(Stored entries)
--------------------------------------------------

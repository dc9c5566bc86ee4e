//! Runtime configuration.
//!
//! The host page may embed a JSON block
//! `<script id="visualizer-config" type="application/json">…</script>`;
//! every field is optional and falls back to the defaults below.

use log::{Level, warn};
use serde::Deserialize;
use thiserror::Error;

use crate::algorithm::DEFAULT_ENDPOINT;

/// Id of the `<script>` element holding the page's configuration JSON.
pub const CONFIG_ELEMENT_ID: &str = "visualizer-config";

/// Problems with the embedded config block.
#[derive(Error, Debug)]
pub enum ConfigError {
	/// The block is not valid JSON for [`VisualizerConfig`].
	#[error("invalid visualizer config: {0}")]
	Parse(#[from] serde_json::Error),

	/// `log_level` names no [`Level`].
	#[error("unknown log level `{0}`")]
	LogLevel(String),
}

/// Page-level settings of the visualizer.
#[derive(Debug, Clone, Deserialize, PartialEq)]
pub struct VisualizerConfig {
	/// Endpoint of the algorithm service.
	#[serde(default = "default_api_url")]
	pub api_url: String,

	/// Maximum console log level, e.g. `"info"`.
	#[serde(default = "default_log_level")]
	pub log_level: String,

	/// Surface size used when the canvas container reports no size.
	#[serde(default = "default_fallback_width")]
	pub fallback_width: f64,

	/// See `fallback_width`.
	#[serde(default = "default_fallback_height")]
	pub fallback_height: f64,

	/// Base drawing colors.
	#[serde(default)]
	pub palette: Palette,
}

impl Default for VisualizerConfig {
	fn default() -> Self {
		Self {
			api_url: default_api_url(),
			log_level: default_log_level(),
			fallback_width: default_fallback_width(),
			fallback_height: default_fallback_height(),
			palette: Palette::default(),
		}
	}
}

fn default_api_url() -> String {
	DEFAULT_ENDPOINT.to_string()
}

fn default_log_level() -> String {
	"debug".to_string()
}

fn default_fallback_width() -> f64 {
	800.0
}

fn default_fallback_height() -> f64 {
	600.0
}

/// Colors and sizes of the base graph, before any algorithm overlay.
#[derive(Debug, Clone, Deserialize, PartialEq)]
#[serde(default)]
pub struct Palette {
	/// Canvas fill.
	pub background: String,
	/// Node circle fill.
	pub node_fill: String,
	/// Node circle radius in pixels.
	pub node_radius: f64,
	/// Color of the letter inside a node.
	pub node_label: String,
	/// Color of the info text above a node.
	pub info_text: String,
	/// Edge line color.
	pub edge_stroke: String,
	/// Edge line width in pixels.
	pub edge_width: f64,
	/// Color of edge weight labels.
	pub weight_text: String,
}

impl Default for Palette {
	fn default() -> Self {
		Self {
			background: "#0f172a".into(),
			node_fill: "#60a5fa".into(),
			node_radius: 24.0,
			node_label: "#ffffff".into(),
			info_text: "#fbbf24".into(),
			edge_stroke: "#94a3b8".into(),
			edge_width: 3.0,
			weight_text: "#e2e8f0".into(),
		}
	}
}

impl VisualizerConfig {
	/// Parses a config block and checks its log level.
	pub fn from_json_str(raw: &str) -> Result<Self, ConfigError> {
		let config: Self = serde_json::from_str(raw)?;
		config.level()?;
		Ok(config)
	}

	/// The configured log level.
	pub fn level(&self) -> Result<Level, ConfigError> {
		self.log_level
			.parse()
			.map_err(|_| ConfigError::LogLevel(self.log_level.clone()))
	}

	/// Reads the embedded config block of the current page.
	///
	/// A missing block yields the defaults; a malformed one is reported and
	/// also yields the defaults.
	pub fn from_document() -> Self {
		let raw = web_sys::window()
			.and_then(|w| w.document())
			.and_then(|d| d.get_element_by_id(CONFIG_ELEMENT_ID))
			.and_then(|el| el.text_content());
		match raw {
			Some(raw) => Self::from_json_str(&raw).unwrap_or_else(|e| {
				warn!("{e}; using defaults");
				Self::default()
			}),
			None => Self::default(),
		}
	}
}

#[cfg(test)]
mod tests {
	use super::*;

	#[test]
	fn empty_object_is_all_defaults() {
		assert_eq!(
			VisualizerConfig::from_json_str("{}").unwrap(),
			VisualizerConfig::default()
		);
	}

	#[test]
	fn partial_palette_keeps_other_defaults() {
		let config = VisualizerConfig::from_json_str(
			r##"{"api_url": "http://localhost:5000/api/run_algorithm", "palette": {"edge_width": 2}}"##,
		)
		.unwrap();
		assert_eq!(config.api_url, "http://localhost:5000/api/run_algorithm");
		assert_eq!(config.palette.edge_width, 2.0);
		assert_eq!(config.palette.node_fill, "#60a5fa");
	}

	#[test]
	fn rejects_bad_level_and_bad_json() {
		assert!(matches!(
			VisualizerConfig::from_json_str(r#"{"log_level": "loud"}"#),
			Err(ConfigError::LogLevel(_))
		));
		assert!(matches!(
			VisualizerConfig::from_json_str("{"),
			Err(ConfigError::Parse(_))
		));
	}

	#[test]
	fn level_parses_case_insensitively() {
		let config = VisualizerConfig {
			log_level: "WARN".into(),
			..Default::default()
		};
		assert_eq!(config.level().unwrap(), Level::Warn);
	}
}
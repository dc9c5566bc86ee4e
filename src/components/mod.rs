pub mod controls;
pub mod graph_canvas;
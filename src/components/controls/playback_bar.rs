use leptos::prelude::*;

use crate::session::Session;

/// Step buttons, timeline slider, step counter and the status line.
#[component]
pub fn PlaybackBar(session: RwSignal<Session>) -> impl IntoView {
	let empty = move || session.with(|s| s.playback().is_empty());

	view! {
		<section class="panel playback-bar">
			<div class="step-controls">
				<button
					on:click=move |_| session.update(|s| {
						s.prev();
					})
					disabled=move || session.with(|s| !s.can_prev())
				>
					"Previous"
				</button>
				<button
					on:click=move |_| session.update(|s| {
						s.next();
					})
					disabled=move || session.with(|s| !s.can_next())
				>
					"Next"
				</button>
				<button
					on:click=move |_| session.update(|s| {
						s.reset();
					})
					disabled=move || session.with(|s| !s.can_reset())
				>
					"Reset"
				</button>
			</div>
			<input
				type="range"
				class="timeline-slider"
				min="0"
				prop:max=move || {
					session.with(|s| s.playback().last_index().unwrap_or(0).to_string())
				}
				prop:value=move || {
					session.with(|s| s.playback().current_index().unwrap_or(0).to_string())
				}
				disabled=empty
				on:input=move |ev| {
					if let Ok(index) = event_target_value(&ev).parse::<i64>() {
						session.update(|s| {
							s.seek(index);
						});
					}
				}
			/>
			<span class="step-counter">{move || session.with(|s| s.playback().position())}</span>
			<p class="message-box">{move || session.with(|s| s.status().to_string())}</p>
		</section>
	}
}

--------------------------------------------------

■ **Your goal**: Copy out the records above exactly.

■ **Expected answer**:
repository dc9c5566bc86ee4e
//! Runtime configuration.
//!
//! The host page may embed a JSON block
//! `<script id="visualizer-config" type="application/json">…</script>`;
//! every field is optional and falls back to the defaults below.

use log::{Level, warn};
use serde::Deserialize;
use thiserror::Error;

use crate::algorithm::DEFAULT_ENDPOINT;

/// Id of the `<script>` element holding the page's configuration JSON.
pub const CONFIG_ELEMENT_ID: &str = "visualizer-config";

/// Problems with the embedded config block.
#[derive(Error, Debug)]
pub enum ConfigError {
	/// The block is not valid JSON for [`VisualizerConfig`].
	#[error("invalid visualizer config: {0}")]
	Parse(#[from] serde_json::Error),

	/// `log_level` names no [`Level`].
	#[error("unknown log level `{0}`")]
	LogLevel(String),
}

/// Page-level settings of the visualizer.
#[derive(Debug, Clone, Deserialize, PartialEq)]
pub struct VisualizerConfig {
	/// Endpoint of the algorithm service.
	#[serde(default = "default_api_url")]
	pub api_url: String,

	/// Maximum console log level, e.g. `"info"`.
	#[serde(default = "default_log_level")]
	pub log_level: String,

	/// Surface size used when the canvas container reports no size.
	#[serde(default = "default_fallback_width")]
	pub fallback_width: f64,

	/// See `fallback_width`.
	#[serde(default = "default_fallback_height")]
	pub fallback_height: f64,

	/// Base drawing colors.
	#[serde(default)]
	pub palette: Palette,
}

impl Default for VisualizerConfig {
	fn default() -> Self {
		Self {
			api_url: default_api_url(),
			log_level: default_log_level(),
			fallback_width: default_fallback_width(),
			fallback_height: default_fallback_height(),
			palette: Palette::default(),
		}
	}
}

fn default_api_url() -> String {
	DEFAULT_ENDPOINT.to_string()
}

fn default_log_level() -> String {
	"debug".to_string()
}

fn default_fallback_width() -> f64 {
	800.0
}

fn default_fallback_height() -> f64 {
	600.0
}

/// Colors and sizes of the base graph, before any algorithm overlay.
#[derive(Debug, Clone, Deserialize, PartialEq)]
#[serde(default)]
pub struct Palette {
	/// Canvas fill.
	pub background: String,
	/// Node circle fill.
	pub node_fill: String,
	/// Node circle radius in pixels.
	pub node_radius: f64,
	/// Color of the letter inside a node.
	pub node_label: String,
	/// Color of the info text above a node.
	pub info_text: String,
	/// Edge line color.
	pub edge_stroke: String,
	/// Edge line width in pixels.
	pub edge_width: f64,
	/// Color of edge weight labels.
	pub weight_text: String,
}

impl Default for Palette {
	fn default() -> Self {
		Self {
			background: "#0f172a".into(),
			node_fill: "#60a5fa".into(),
			node_radius: 24.0,
			node_label: "#ffffff".into(),
			info_text: "#fbbf24".into(),
			edge_stroke: "#94a3b8".into(),
			edge_width: 3.0,
			weight_text: "#e2e8f0".into(),
		}
	}
}

impl VisualizerConfig {
	/// Parses a config block and checks its log level.
	pub fn from_json_str(raw: &str) -> Result<Self, ConfigError> {
		let config: Self = serde_json::from_str(raw)?;
		config.level()?;
		Ok(config)
	}

	/// The configured log level.
	pub fn level(&self) -> Result<Level, ConfigError> {
		self.log_level
			.parse()
			.map_err(|_| ConfigError::LogLevel(self.log_level.clone()))
	}

	/// Reads the embedded config block of the current page.
	///
	/// A missing block yields the defaults; a malformed one is reported and
	/// also yields the defaults.
	pub fn from_document() -> Self {
		let raw = web_sys::window()
			.and_then(|w| w.document())
			.and_then(|d| d.get_element_by_id(CONFIG_ELEMENT_ID))
			.and_then(|el| el.text_content());
		match raw {
			Some(raw) => Self::from_json_str(&raw).unwrap_or_else(|e| {
				warn!("{e}; using defaults");
				Self::default()
			}),
			None => Self::default(),
		}
	}
}

#[cfg(test)]
mod tests {
	use super::*;

	#[test]
	fn empty_object_is_all_defaults() {
		assert_eq!(
			VisualizerConfig::from_json_str("{}").unwrap(),
			VisualizerConfig::default()
		);
	}

	#[test]
	fn partial_palette_keeps_other_defaults() {
		let config = VisualizerConfig::from_json_str(
			r##"{"api_url": "http://localhost:5000/api/run_algorithm", "palette": {"edge_width": 2}}"##,
		)
		.unwrap();
		assert_eq!(config.api_url, "http://localhost:5000/api/run_algorithm");
		assert_eq!(config.palette.edge_width, 2.0);
		assert_eq!(config.palette.node_fill, "#60a5fa");
	}

	#[test]
	fn rejects_bad_level_and_bad_json() {
		assert!(matches!(
			VisualizerConfig::from_json_str(r#"{"log_level": "loud"}"#),
			Err(ConfigError::LogLevel(_))
		));
		assert!(matches!(
			VisualizerConfig::from_json_str("{"),
			Err(ConfigError::Parse(_))
		));
	}

	#[test]
	fn level_parses_case_insensitively() {
		let config = VisualizerConfig {
			log_level: "WARN".into(),
			..Default::default()
		};
		assert_eq!(config.level().unwrap(), Level::Warn);
	}
}
repository dc9c5566bc86ee4e
filename src/components/mod.rs
pub mod controls;
pub mod graph_canvas;
filename src/components/controls/playback_bar.rs
use leptos::prelude::*;

use crate::session::Session;

/// Step buttons, timeline slider, step counter and the status line.
#[component]
pub fn PlaybackBar(session: RwSignal<Session>) -> impl IntoView {
	let empty = move || session.with(|s| s.playback().is_empty());

	view! {
		<section class="panel playback-bar">
			<div class="step-controls">
				<button
					on:click=move |_| session.update(|s| {
						s.prev();
					})
					disabled=move || session.with(|s| !s.can_prev())
				>
					"Previous"
				</button>
				<button
					on:click=move |_| session.update(|s| {
						s.next();
					})
					disabled=move || session.with(|s| !s.can_next())
				>
					"Next"
				</button>
				<button
					on:click=move |_| session.update(|s| {
						s.reset();
					})
					disabled=move || session.with(|s| !s.can_reset())
				>
					"Reset"
				</button>
			</div>
			<input
				type="range"
				class="timeline-slider"
				min="0"
				prop:max=move || {
					session.with(|s| s.playback().last_index().unwrap_or(0).to_string())
				}
				prop:value=move || {
					session.with(|s| s.playback().current_index().unwrap_or(0).to_string())
				}
				disabled=empty
				on:input=move |ev| {
					if let Ok(index) = event_target_value(&ev).parse::<i64>() {
						session.update(|s| {
							s.seek(index);
						});
					}
				}
			/>
			<span class="step-counter">{move || session.with(|s| s.playback().position())}</span>
			<p class="message-box">{move || session.with(|s| s.status().to_string())}</p>
		</section>
	}
}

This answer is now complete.